Это был уже третий день к ряду, когда он утром предупреждал жену, что ему придётся задержаться на работе из-за внезапно нагрянувшей на их станцию инспекции из Гостехнадзора. Он старательно, но весьма неумело разъяснял ей в чём же состояла важность его внезапной сверхурочной работы и что он уж точно не проведёт это время в объятиях другой женщины, но он усердствовал совершенно напрасно. Пускай даже он бы внезапно пропал на пару дней и вернулся домой с недвусмысленными синяками на шее и следами помады на рубашке и трусах, Елена бы и бровью не повела на подобную выходку; главное — чтобы портфель не потерял и не пришлось покупать новый. Мужчине бы и хотелось вовсе не возвращаться домой, но после десяти часов никакого смысла морозить кости больше не останется.

Обречённо вздохнув, человек встал и медленно побрёл по усыпанной гранитной крошкой парковой дороге. Намокшая и прибитая к земле пыль прилипала к его поношенным остроносым штиблетам, перекрашивая их из рыжевато-коричневых в грязно-серый. Это вызывало у него чувство остервенелого бешенства, как и трещина в линзе, точно также как его злил вид проплешин на стареньком портфеле и на его голове; его бесила жена, часами трепавшаяся по телефону со своей двоюродной сестрой, стервой и конченой потаскухой, всегда смотревшей на него свысока, бесил сынишка, по неосторожности оставлявший на столе чернильные кляксы. Бесили абсолютно все и всё!

Андрей, да его звали Андрей Валентинович, в своих мыслях прошёлся по всем коллегам и соседям, их матерям, жёнам и начал уже припоминать свою паршивую покойную мамашу, но впереди, в мигающем свете фонаря он увидел девичью фигуру.
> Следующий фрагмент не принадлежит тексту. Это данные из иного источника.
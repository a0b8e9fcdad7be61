// Copyright (c) 2026 Quorumcast
// Licensed under the Apache License, Version 2.0

#![forbid(unsafe_code)]

use proptest::prelude::*;

use quorumcast::core::merkle::tree::{fold_path, hash_pair, MerkleTree};

proptest! {
    /// Every authentication path folds back to the root recorded at its
    /// insertion, for any leaf sequence.
    #[test]
    fn every_insertion_proves_its_root(
        leaves in proptest::collection::vec(any::<[u8; 32]>(), 1..200)
    ) {
        let mut tree = MerkleTree::new();
        for (i, leaf) in leaves.iter().enumerate() {
            let work = tree.append(*leaf);
            prop_assert_eq!(work.leaf, *leaf);
            prop_assert_eq!(fold_path(&work.leaf, &work.path), work.root, "leaf {}", i);
            prop_assert_eq!(tree.root_hash(), Some(work.root));
        }
        prop_assert_eq!(tree.leaf_count(), leaves.len());
    }

    /// Appending to a power-of-two tree grows one level: the old root
    /// becomes the head of the new leaf's path.
    #[test]
    fn growth_keeps_old_root_as_sibling(
        leaves in proptest::collection::vec(any::<[u8; 32]>(), 1..64),
        extra in any::<[u8; 32]>(),
    ) {
        let mut tree = MerkleTree::new();
        for leaf in &leaves {
            tree.append(*leaf);
        }
        let count = tree.leaf_count();
        prop_assume!(count.is_power_of_two());

        let old_root = tree.root_hash().expect("non-empty");
        let work = tree.append(extra);
        prop_assert_eq!(work.path.first(), Some(&old_root));
        prop_assert_eq!(work.root, hash_pair(&old_root, &extra));
    }

    /// A corrupted path never folds back to the recorded root.
    #[test]
    fn corrupted_path_fails(
        leaves in proptest::collection::vec(any::<[u8; 32]>(), 2..64),
        flip in any::<u8>(),
    ) {
        let mut tree = MerkleTree::new();
        let mut last = None;
        for leaf in &leaves {
            last = Some(tree.append(*leaf));
        }
        let mut work = last.expect("non-empty");
        prop_assume!(!work.path.is_empty());

        let i = (flip as usize) % work.path.len();
        work.path[i][0] ^= 0x01;
        prop_assert_ne!(fold_path(&work.leaf, &work.path), work.root);
    }
}
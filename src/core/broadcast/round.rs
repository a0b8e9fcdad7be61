// Copyright (c) 2026 Quorumcast
// Licensed under the Apache License, Version 2.0 (the "License");
// you may not use this file except in compliance with the License.
// You may obtain a copy of the License at
//     http://www.apache.org/licenses/LICENSE-2.0
// Unless required by applicable law or agreed to in writing, software
// distributed under the License is distributed on an "AS IS" BASIS,
// WITHOUT WARRANTIES OR CONDITIONS OF ANY KIND, either express or implied.
// See the License for the specific language governing permissions and
// limitations under the License.

#![forbid(unsafe_code)]
#![deny(missing_docs)]

//! Per-round broadcast state.
//!
//! Round state is created on first reference and never discarded.
//! Rounds may be referenced out of order by the network; every accessor
//! tolerates gaps.

use std::collections::BTreeMap;
use std::time::{Duration, Instant};

use crate::core::types::{NodeId, Round, SigEntry, Signature64};

/// Everything tracked for one locally originated round.
#[derive(Debug, Default)]
pub struct RoundState {
    /// Echo signatures collected for the local broadcast of this round,
    /// at most one entry per node, insertion-ordered.
    signatures: Vec<SigEntry>,
    /// FIN broadcast latch; set at most once.
    pub fin_sent: bool,
    /// SUP broadcast latch for the echo-threshold trigger.
    pub sup_sent: bool,
    /// Number of FIN messages observed for this round (self included).
    pub fin_arrivals: usize,
    /// When the local round started.
    pub started_at: Option<Instant>,
    /// When the first FIN of this round arrived.
    pub fin_first_at: Option<Instant>,
    /// Round start to echo quorum.
    pub send_to_echo: Option<Duration>,
    /// Round start to all-FINs-arrived.
    pub send_to_fin: Option<Duration>,
    /// First FIN to all-FINs-arrived.
    pub fin_to_fin: Option<Duration>,
    /// Round start to delivery of the local broadcast.
    pub send_to_delivered: Option<Duration>,
}

impl RoundState {
    /// Collected echo signatures.
    pub fn signatures(&self) -> &[SigEntry] {
        &self.signatures
    }

    /// Number of distinct echoes collected (the local one included).
    pub fn echo_count(&self) -> usize {
        self.signatures.len()
    }
}

/// Round-indexed broadcast bookkeeping for one node.
#[derive(Debug)]
pub struct RoundTable {
    node_count: usize,
    rounds: BTreeMap<Round, RoundState>,
    /// Payload log per originating node, keyed by round.
    tx_lists: Vec<BTreeMap<Round, Vec<u8>>>,
    /// SUP arrival counts per origin and round.
    sup_counts: Vec<BTreeMap<Round, usize>>,
    /// Latched delivery marks per origin and round.
    delivered: Vec<BTreeMap<Round, ()>>,
}

impl RoundTable {
    /// Create a table for a cluster of `node_count` nodes.
    pub fn new(node_count: usize) -> Self {
        Self {
            node_count,
            rounds: BTreeMap::new(),
            tx_lists: vec![BTreeMap::new(); node_count],
            sup_counts: vec![BTreeMap::new(); node_count],
            delivered: vec![BTreeMap::new(); node_count],
        }
    }

    /// Cluster size `n`.
    pub fn node_count(&self) -> usize {
        self.node_count
    }

    /// Fault allowance `f = (n - 1) / 3`.
    pub fn faulty_allowance(&self) -> usize {
        (self.node_count - 1) / 3
    }

    /// Minimum signature-list length accepted on FIN/SUP: `2 * f`.
    /// TODO: revisit against a strict `2f + 1` quorum before running
    /// with adversarial peers.
    pub fn fin_quorum(&self) -> usize {
        2 * self.faulty_allowance()
    }

    /// Echoes required before FIN fires: one from every node.
    pub fn echo_quorum(&self) -> usize {
        self.node_count
    }

    /// State for `round`, created on first reference.
    pub fn round_mut(&mut self, round: Round) -> &mut RoundState {
        self.rounds.entry(round).or_default()
    }

    /// State for `round`, if ever referenced.
    pub fn round(&self, round: Round) -> Option<&RoundState> {
        self.rounds.get(&round)
    }

    /// All referenced rounds in ascending order.
    pub fn rounds(&self) -> impl Iterator<Item = (Round, &RoundState)> {
        self.rounds.iter().map(|(r, s)| (*r, s))
    }

    /// Record a payload for `(sender, round)`. Returns false (and keeps
    /// the existing payload) if one was already recorded.
    pub fn record_payload(&mut self, sender: NodeId, round: Round, payload: Vec<u8>) -> bool {
        let Some(list) = self.tx_lists.get_mut(usize::from(sender)) else {
            return false;
        };
        match list.entry(round) {
            std::collections::btree_map::Entry::Occupied(_) => false,
            std::collections::btree_map::Entry::Vacant(v) => {
                v.insert(payload);
                true
            }
        }
    }

    /// Payload recorded for `(sender, round)`, if any.
    pub fn payload(&self, sender: NodeId, round: Round) -> Option<&[u8]> {
        self.tx_lists
            .get(usize::from(sender))?
            .get(&round)
            .map(|v| v.as_slice())
    }

    /// Insert an echo signature for the local broadcast of `round`.
    /// Returns false if `node` already signed (the set never holds
    /// duplicate node ids, and the echo count does not move).
    pub fn add_signature(&mut self, round: Round, node: NodeId, signature: Signature64) -> bool {
        let st = self.rounds.entry(round).or_default();
        if st.signatures.iter().any(|e| e.node == node) {
            return false;
        }
        st.signatures.push(SigEntry { node, signature });
        true
    }

    /// Whether the echo quorum for `round` has been reached.
    pub fn echo_quorum_reached(&self, round: Round) -> bool {
        self.rounds
            .get(&round)
            .map(|st| st.echo_count() >= self.echo_quorum())
            .unwrap_or(false)
    }

    /// Note one FIN arrival for `round`, stamping the first-FIN mark and,
    /// once all `n` FINs are in, the send-to-fin / fin-to-fin durations.
    pub fn note_fin_arrival(&mut self, round: Round, now: Instant) {
        let n = self.node_count;
        let st = self.rounds.entry(round).or_default();
        st.fin_arrivals += 1;
        if st.fin_arrivals == 1 {
            st.fin_first_at = Some(now);
        } else if st.fin_arrivals == n {
            st.send_to_fin = st.started_at.map(|t| now.duration_since(t));
            st.fin_to_fin = st.fin_first_at.map(|t| now.duration_since(t));
        }
    }

    /// Count one SUP naming `(origin, round)`; returns the new count.
    pub fn note_sup_arrival(&mut self, origin: NodeId, round: Round) -> usize {
        let Some(counts) = self.sup_counts.get_mut(usize::from(origin)) else {
            return 0;
        };
        let c = counts.entry(round).or_insert(0);
        *c += 1;
        *c
    }

    /// Latch the delivery mark for `(origin, round)`. Returns true only
    /// on the first call; the mark never clears.
    pub fn mark_delivered(&mut self, origin: NodeId, round: Round) -> bool {
        let Some(marks) = self.delivered.get_mut(usize::from(origin)) else {
            return false;
        };
        marks.insert(round, ()).is_none()
    }

    /// Whether `(origin, round)` has been delivered.
    pub fn is_delivered(&self, origin: NodeId, round: Round) -> bool {
        self.delivered
            .get(usize::from(origin))
            .map(|m| m.contains_key(&round))
            .unwrap_or(false)
    }
}

#[cfg(test)]
mod tests {
    use super::*;

    fn sig(fill: u8) -> Signature64 {
        Signature64([fill; 64])
    }

    #[test]
    fn signature_set_rejects_duplicate_node() {
        let mut t = RoundTable::new(4);
        assert!(t.add_signature(0, NodeId::from(1), sig(1)));
        assert!(!t.add_signature(0, NodeId::from(1), sig(2)));
        let st = t.round(0).expect("round");
        assert_eq!(st.echo_count(), 1);
        assert_eq!(st.signatures()[0].signature, sig(1));
    }

    #[test]
    fn echo_quorum_counts_all_nodes() {
        let mut t = RoundTable::new(4);
        for i in 0..3u32 {
            t.add_signature(5, NodeId::from(i), sig(i as u8));
        }
        assert!(!t.echo_quorum_reached(5));
        t.add_signature(5, NodeId::from(3), sig(3));
        assert!(t.echo_quorum_reached(5));
    }

    #[test]
    fn payload_latches_first_value() {
        let mut t = RoundTable::new(2);
        assert!(t.record_payload(NodeId::from(1), 3, b"one".to_vec()));
        assert!(!t.record_payload(NodeId::from(1), 3, b"two".to_vec()));
        assert_eq!(t.payload(NodeId::from(1), 3), Some(&b"one"[..]));
        assert_eq!(t.payload(NodeId::from(1), 4), None);
    }

    #[test]
    fn delivery_mark_latches() {
        let mut t = RoundTable::new(4);
        assert!(!t.is_delivered(NodeId::from(2), 0));
        assert!(t.mark_delivered(NodeId::from(2), 0));
        assert!(!t.mark_delivered(NodeId::from(2), 0));
        assert!(t.is_delivered(NodeId::from(2), 0));
    }

    #[test]
    fn fin_arrival_marks() {
        let mut t = RoundTable::new(3);
        let t0 = Instant::now();
        t.round_mut(0).started_at = Some(t0);
        t.note_fin_arrival(0, t0);
        assert!(t.round(0).expect("round").fin_first_at.is_some());
        assert!(t.round(0).expect("round").send_to_fin.is_none());
        t.note_fin_arrival(0, t0);
        t.note_fin_arrival(0, t0);
        let st = t.round(0).expect("round");
        assert_eq!(st.fin_arrivals, 3);
        assert!(st.send_to_fin.is_some());
        assert!(st.fin_to_fin.is_some());
    }

    #[test]
    fn quorum_constants() {
        let t = RoundTable::new(4);
        assert_eq!(t.faulty_allowance(), 1);
        assert_eq!(t.fin_quorum(), 2);
        assert_eq!(t.echo_quorum(), 4);
        let t7 = RoundTable::new(7);
        assert_eq!(t7.faulty_allowance(), 2);
        assert_eq!(t7.fin_quorum(), 4);
    }
}
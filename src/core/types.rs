// Copyright (c) 2026 Quorumcast
// Licensed under the Apache License, Version 2.0 (the "License");
// you may not use this file except in compliance with the License.
// You may obtain a copy of the License at
//     http://www.apache.org/licenses/LICENSE-2.0
// Unless required by applicable law or agreed to in writing, software
// distributed under the License is distributed on an "AS IS" BASIS,
// WITHOUT WARRANTIES OR CONDITIONS OF ANY KIND, either express or implied.
// See the License for the specific language governing permissions and
// limitations under the License.

#![forbid(unsafe_code)]
#![warn(missing_docs)]

//! Core protocol types shared by the broadcast engine, wire codec and tools.

use std::fmt;

/// Index of a node in the cluster, dense in `[0, node_count)`.
#[derive(Copy, Clone, Eq, PartialEq, Ord, PartialOrd, Hash, Debug)]
#[repr(transparent)]
pub struct NodeId(u32);

impl NodeId {
    /// Raw index value.
    pub fn as_u32(self) -> u32 {
        self.0
    }
}

impl From<u32> for NodeId {
    #[inline]
    fn from(id: u32) -> NodeId {
        NodeId(id)
    }
}

impl From<NodeId> for usize {
    #[inline]
    fn from(id: NodeId) -> usize {
        id.0 as usize
    }
}

impl From<NodeId> for u32 {
    #[inline]
    fn from(id: NodeId) -> u32 {
        id.0
    }
}

impl fmt::Display for NodeId {
    fn fmt(&self, f: &mut fmt::Formatter<'_>) -> fmt::Result {
        write!(f, "{:02}", self.0)
    }
}

/// Broadcast round number. Wire representation is a little-endian `i32`;
/// negative values are rejected at decode time.
pub type Round = u32;

/// 32-byte SHA-256 digest.
pub type Hash32 = [u8; 32];

/// Raw Ed25519 signature bytes.
#[derive(Clone, Copy, PartialEq, Eq)]
pub struct Signature64(pub [u8; 64]);

impl Signature64 {
    /// Signature length in bytes.
    pub const LENGTH: usize = 64;

    /// Construct from a slice; `None` unless exactly 64 bytes.
    pub fn from_slice(bytes: &[u8]) -> Option<Self> {
        let arr: [u8; Self::LENGTH] = bytes.try_into().ok()?;
        Some(Self(arr))
    }

    /// Signature bytes.
    pub fn as_bytes(&self) -> &[u8; Self::LENGTH] {
        &self.0
    }
}

impl fmt::Debug for Signature64 {
    fn fmt(&self, f: &mut fmt::Formatter<'_>) -> fmt::Result {
        write!(f, "Signature64({}..)", hex::encode(&self.0[..8]))
    }
}

/// A `(node, signature)` pair collected for a round.
#[derive(Clone, Debug, PartialEq, Eq)]
pub struct SigEntry {
    /// Node that produced the signature.
    pub node: NodeId,
    /// Ed25519 signature over the round payload.
    pub signature: Signature64,
}

/// Payload sizes cycled through when dynamic message sizing is enabled.
pub const DYNAMIC_MSG_SIZES: [usize; 6] =
    [1_000_000, 3_000_000, 5_000_000, 7_000_000, 10_000_000, 13_000_000];

/// Rounds spent at each entry of [`DYNAMIC_MSG_SIZES`] before advancing.
pub const DYNAMIC_SIZE_STEP_ROUNDS: u32 = 60;
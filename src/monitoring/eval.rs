// Copyright (c) 2026 Quorumcast
// Licensed under the Apache License, Version 2.0 (the "License");
// you may not use this file except in compliance with the License.
// You may obtain a copy of the License at
//     http://www.apache.org/licenses/LICENSE-2.0
// Unless required by applicable law or agreed to in writing, software
// distributed under the License is distributed on an "AS IS" BASIS,
// WITHOUT WARRANTIES OR CONDITIONS OF ANY KIND, either express or implied.
// See the License for the specific language governing permissions and
// limitations under the License.

#![forbid(unsafe_code)]
#![warn(missing_docs)]

//! Evaluation file emission.
//!
//! At shutdown the node writes five text files under `eval/`:
//! four latency series (`<round>: <milliseconds>` per line, `0` for
//! rounds that never completed the phase) and a throughput table with
//! one row per completed round.

use std::fs;
use std::io::Write;
use std::path::Path;
use std::time::Duration;

use thiserror::Error;

use crate::core::broadcast::round::RoundTable;
use crate::core::types::{NodeId, Round};
use crate::monitoring::throughput::ThruputLog;

/// Evaluation output errors.
#[derive(Debug, Error)]
pub enum EvalError {
    #[error("io")]
    Io,
}

fn millis(d: Option<Duration>) -> u128 {
    d.map(|d| d.as_millis()).unwrap_or(0)
}

fn write_latency<'a, I>(path: &Path, series: I) -> Result<(), EvalError>
where
    I: Iterator<Item = (Round, Option<Duration>)>,
{
    let mut f = fs::File::create(path).map_err(|_| EvalError::Io)?;
    for (round, d) in series {
        writeln!(f, "{}: {}", round, millis(d)).map_err(|_| EvalError::Io)?;
    }
    Ok(())
}

/// Write the five `.eval` files for `node` under `dir`.
///
/// Latency rows cover the locally started rounds `0..rounds_started`.
pub fn write_all(
    dir: &Path,
    node: NodeId,
    rounds: &RoundTable,
    thruput: &ThruputLog,
    rounds_started: Round,
) -> Result<(), EvalError> {
    fs::create_dir_all(dir).map_err(|_| EvalError::Io)?;

    let series = |pick: fn(&crate::core::broadcast::round::RoundState) -> Option<Duration>| {
        (0..rounds_started).map(move |r| (r, rounds.round(r).and_then(pick)))
    };

    write_latency(
        &dir.join(format!("send2echo_{node}.eval")),
        series(|s| s.send_to_echo),
    )?;
    write_latency(
        &dir.join(format!("send2fin_{node}.eval")),
        series(|s| s.send_to_fin),
    )?;
    write_latency(
        &dir.join(format!("fin2fin_{node}.eval")),
        series(|s| s.fin_to_fin),
    )?;
    write_latency(
        &dir.join(format!("send2delivered_{node}.eval")),
        series(|s| s.send_to_delivered),
    )?;

    let mut f =
        fs::File::create(dir.join(format!("thruput_{node}.eval"))).map_err(|_| EvalError::Io)?;
    for (gap, s) in thruput.rows() {
        writeln!(
            f,
            "{} {} {} {} {} {} {} {} {}",
            gap.as_millis(),
            s.recv_send,
            s.recv_echo,
            s.recv_fin,
            s.recv_sup,
            s.sent_send,
            s.sent_echo,
            s.sent_fin,
            s.sent_sup,
        )
        .map_err(|_| EvalError::Io)?;
    }

    Ok(())
}

#[cfg(test)]
mod tests {
    use super::*;
    use crate::monitoring::throughput::ThruputSample;
    use std::time::Instant;

    #[test]
    fn writes_five_files() {
        let dir = tempfile::tempdir().expect("tempdir");
        let mut table = RoundTable::new(4);
        let t0 = Instant::now();
        {
            let st = table.round_mut(0);
            st.started_at = Some(t0);
            st.send_to_echo = Some(Duration::from_millis(12));
        }

        let mut log = ThruputLog::default();
        log.push(t0, ThruputSample::default());
        log.push(
            t0 + Duration::from_millis(100),
            ThruputSample {
                sent_send: 4096,
                ..Default::default()
            },
        );

        write_all(dir.path(), NodeId::from(2), &table, &log, 2).expect("write");

        let echo = fs::read_to_string(dir.path().join("send2echo_02.eval")).expect("read");
        assert_eq!(echo, "0: 12\n1: 0\n");

        let thr = fs::read_to_string(dir.path().join("thruput_02.eval")).expect("read");
        let row: Vec<&str> = thr.trim().split(' ').collect();
        assert_eq!(row.len(), 9);
        assert_eq!(row[1], "0");

        for name in ["send2fin_02", "fin2fin_02", "send2delivered_02"] {
            assert!(dir.path().join(format!("{name}.eval")).exists());
        }
    }
}
// Copyright (c) 2026 Quorumcast
// Licensed under the Apache License, Version 2.0 (the "License");
// you may not use this file except in compliance with the License.
// You may obtain a copy of the License at
//     http://www.apache.org/licenses/LICENSE-2.0
// Unless required by applicable law or agreed to in writing, software
// distributed under the License is distributed on an "AS IS" BASIS,
// WITHOUT WARRANTIES OR CONDITIONS OF ANY KIND, either express or implied.
// See the License for the specific language governing permissions and
// limitations under the License.

#![forbid(unsafe_code)]
#![warn(missing_docs)]

//! Append-only binary Merkle tree over 32-byte leaves.
//!
//! Leaves append along the right spine: when the leaf count is a power
//! of two the tree grows a level (old root becomes the left child of a
//! new root), otherwise the append descends right children to the first
//! subtree of power-of-two size and joins there. Every insertion yields
//! the leaf's authentication path — the left-sibling hash of each node
//! touched on the way up. node hash = SHA-256(left ‖ right).

use ring::digest;

use crate::core::types::Hash32;

/// SHA-256 of `left ‖ right`.
pub fn hash_pair(left: &Hash32, right: &Hash32) -> Hash32 {
    let mut buf = [0u8; 64];
    buf[..32].copy_from_slice(left);
    buf[32..].copy_from_slice(right);
    let d = digest::digest(&digest::SHA256, &buf);
    let mut out = [0u8; 32];
    out.copy_from_slice(d.as_ref());
    out
}

/// Recompute a root from a leaf and its authentication path.
pub fn fold_path(leaf: &Hash32, path: &[Hash32]) -> Hash32 {
    let mut acc = *leaf;
    for sibling in path {
        acc = hash_pair(sibling, &acc);
    }
    acc
}

/// The `(root, leaf, path)` triple produced by one insertion, handed to
/// the signer pool.
#[derive(Clone, Debug, PartialEq, Eq)]
pub struct ProofWork {
    /// Tree root at the time of insertion.
    pub root: Hash32,
    /// The inserted leaf hash.
    pub leaf: Hash32,
    /// Left-sibling hashes from the leaf up to the root.
    pub path: Vec<Hash32>,
}

struct NodeSlot {
    left: Option<usize>,
    right: Option<usize>,
    hash: Hash32,
}

/// Append-only Merkle tree. Nodes live in an index arena; the root
/// moves as the tree grows.
pub struct MerkleTree {
    nodes: Vec<NodeSlot>,
    root: Option<usize>,
    leaf_count: usize,
}

impl Default for MerkleTree {
    fn default() -> Self {
        Self::new()
    }
}

impl MerkleTree {
    /// An empty tree.
    pub fn new() -> Self {
        Self {
            nodes: Vec::new(),
            root: None,
            leaf_count: 0,
        }
    }

    /// Number of appended leaves.
    pub fn leaf_count(&self) -> usize {
        self.leaf_count
    }

    /// Current root hash; `None` while empty.
    pub fn root_hash(&self) -> Option<Hash32> {
        self.root.map(|i| self.nodes[i].hash)
    }

    /// Append a leaf, returning its proof work item.
    pub fn append(&mut self, leaf: Hash32) -> ProofWork {
        let leaf_idx = self.alloc(None, None, leaf);

        let Some(root) = self.root else {
            // First leaf is the root; its path is empty.
            self.root = Some(leaf_idx);
            self.leaf_count = 1;
            return ProofWork {
                root: leaf,
                leaf,
                path: Vec::new(),
            };
        };

        // Walk down the right spine to the join point: the first node
        // (from the root) whose subtree holds a power-of-two number of
        // leaves. `attach_height` is 0 when the whole tree is full, in
        // which case the join creates a new root.
        let height = attach_height(self.leaf_count);
        let mut spine = Vec::with_capacity(height);
        let mut cur = root;
        for _ in 0..height {
            spine.push(cur);
            cur = self.nodes[cur].right.unwrap_or(cur);
        }

        let mut path = Vec::with_capacity(height + 1);
        let join_hash = self.nodes[cur].hash;
        let joined = self.alloc(Some(cur), Some(leaf_idx), hash_pair(&join_hash, &leaf));
        path.push(join_hash);

        if let Some(&deepest) = spine.last() {
            self.nodes[deepest].right = Some(joined);
        } else {
            self.root = Some(joined);
        }

        // Recompute hashes back up, collecting each left sibling.
        for &idx in spine.iter().rev() {
            let (l, r) = (self.nodes[idx].left, self.nodes[idx].right);
            let (Some(l), Some(r)) = (l, r) else { continue };
            self.nodes[idx].hash = hash_pair(&self.nodes[l].hash, &self.nodes[r].hash);
            path.push(self.nodes[l].hash);
        }

        self.leaf_count += 1;
        ProofWork {
            root: self.root_hash().unwrap_or(leaf),
            leaf,
            path,
        }
    }

    fn alloc(&mut self, left: Option<usize>, right: Option<usize>, hash: Hash32) -> usize {
        self.nodes.push(NodeSlot { left, right, hash });
        self.nodes.len() - 1
    }
}

/// Number of right-spine levels to descend before joining a new leaf
/// into a tree of `leaf_count` leaves: the leading power-of-two
/// components of the count's binary decomposition.
fn attach_height(leaf_count: usize) -> usize {
    debug_assert!(leaf_count > 0);
    let mut rem = leaf_count;
    let mut height = 0;
    loop {
        let top = prev_power_of_two(rem);
        if rem == top {
            return height;
        }
        rem -= top;
        height += 1;
    }
}

fn prev_power_of_two(x: usize) -> usize {
    debug_assert!(x > 0);
    1 << (usize::BITS - 1 - x.leading_zeros())
}

#[cfg(test)]
mod tests {
    use super::*;

    fn leaf(fill: u8) -> Hash32 {
        [fill; 32]
    }

    #[test]
    fn first_leaf_is_root_with_empty_path() {
        let mut t = MerkleTree::new();
        let w = t.append(leaf(1));
        assert!(w.path.is_empty());
        assert_eq!(w.root, w.leaf);
        assert_eq!(t.root_hash(), Some(leaf(1)));
    }

    #[test]
    fn power_of_two_grows_a_level() {
        let mut t = MerkleTree::new();
        t.append(leaf(1));
        let w = t.append(leaf(2));
        assert_eq!(w.path, vec![leaf(1)]);
        assert_eq!(w.root, hash_pair(&leaf(1), &leaf(2)));
        assert_eq!(t.leaf_count(), 2);
    }

    #[test]
    fn attach_heights_follow_binary_decomposition() {
        assert_eq!(attach_height(1), 0);
        assert_eq!(attach_height(2), 0);
        assert_eq!(attach_height(3), 1);
        assert_eq!(attach_height(4), 0);
        assert_eq!(attach_height(5), 1);
        assert_eq!(attach_height(6), 1);
        assert_eq!(attach_height(7), 2);
        assert_eq!(attach_height(8), 0);
    }

    #[test]
    fn every_work_item_folds_to_its_root() {
        let mut t = MerkleTree::new();
        for i in 0..100u8 {
            let w = t.append(leaf(i));
            assert_eq!(fold_path(&w.leaf, &w.path), w.root, "leaf {i}");
            assert_eq!(t.root_hash(), Some(w.root));
        }
        assert_eq!(t.leaf_count(), 100);
    }

    #[test]
    fn four_leaves_match_hand_hashing() {
        let mut t = MerkleTree::new();
        for i in 1..=4u8 {
            t.append(leaf(i));
        }
        let l12 = hash_pair(&leaf(1), &leaf(2));
        let l34 = hash_pair(&leaf(3), &leaf(4));
        assert_eq!(t.root_hash(), Some(hash_pair(&l12, &l34)));
    }
}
Мужчина встрепенулся, на безрыбье и рак щука, так что было не время воротить нос от подарка Судьбы, но сделав ещё с десяток шагов навстречу он остановился, и всё его нутро воспылало.

Ростом чуть выше плеча, пухленькая с тонкой, бледной кожей и растрёпанными кудряшками она была великолепна. Восьмиклассница, не иначе, была одета кое-как, словно схватила первое, что подвернулось под руку. На одной из тёмных капроновых колгот зияла овальная дыра, а полурасстёгнутая спортивная куртка позволяла Андрею оценить очертания её не по годам разросшихся грудей. С каждым новым шагом мужчина чувствовал, как пульсирующая кровь приливала к его члену и отдавала громким эхом в мозг. Он изнывал от желания ухватить себя за гениталии и начать теребить их и выкручивать, чего он никогда не чувствовал рядом с женой, даже в тех редких и давних случаях, когда она ещё кое-как пыталась возбудить его плоть.

— Девочка, а что ты делаешь тут одна? Что-то случилось? — сказал Андрей голосом милиционера из старого советского мультфильма, когда ступил на тот же островок жёлтого света, где ютилась девчонка.

— Ничего, — выдавала милашка, протирая красные глаза рукавом.

— Ты ведь знаешь, что юным особам нельзя гулять так поздно?

— Знаю, но и что с того?

— А то, что тебя могут в милицию забрать. Там тебя запрут в холодной камере на всю ночь, протокол составят, а потом и на учёт поставят, следить будут, в школу к тебе приходить. Ты ведь этого не хочешь?

— Не хочу, но и домой я не пойду! Мама — дура, не даёт мне самой за себя решать! Что она вообще понимать может?! Ничего… ну и пускай себе воображает, что хочет!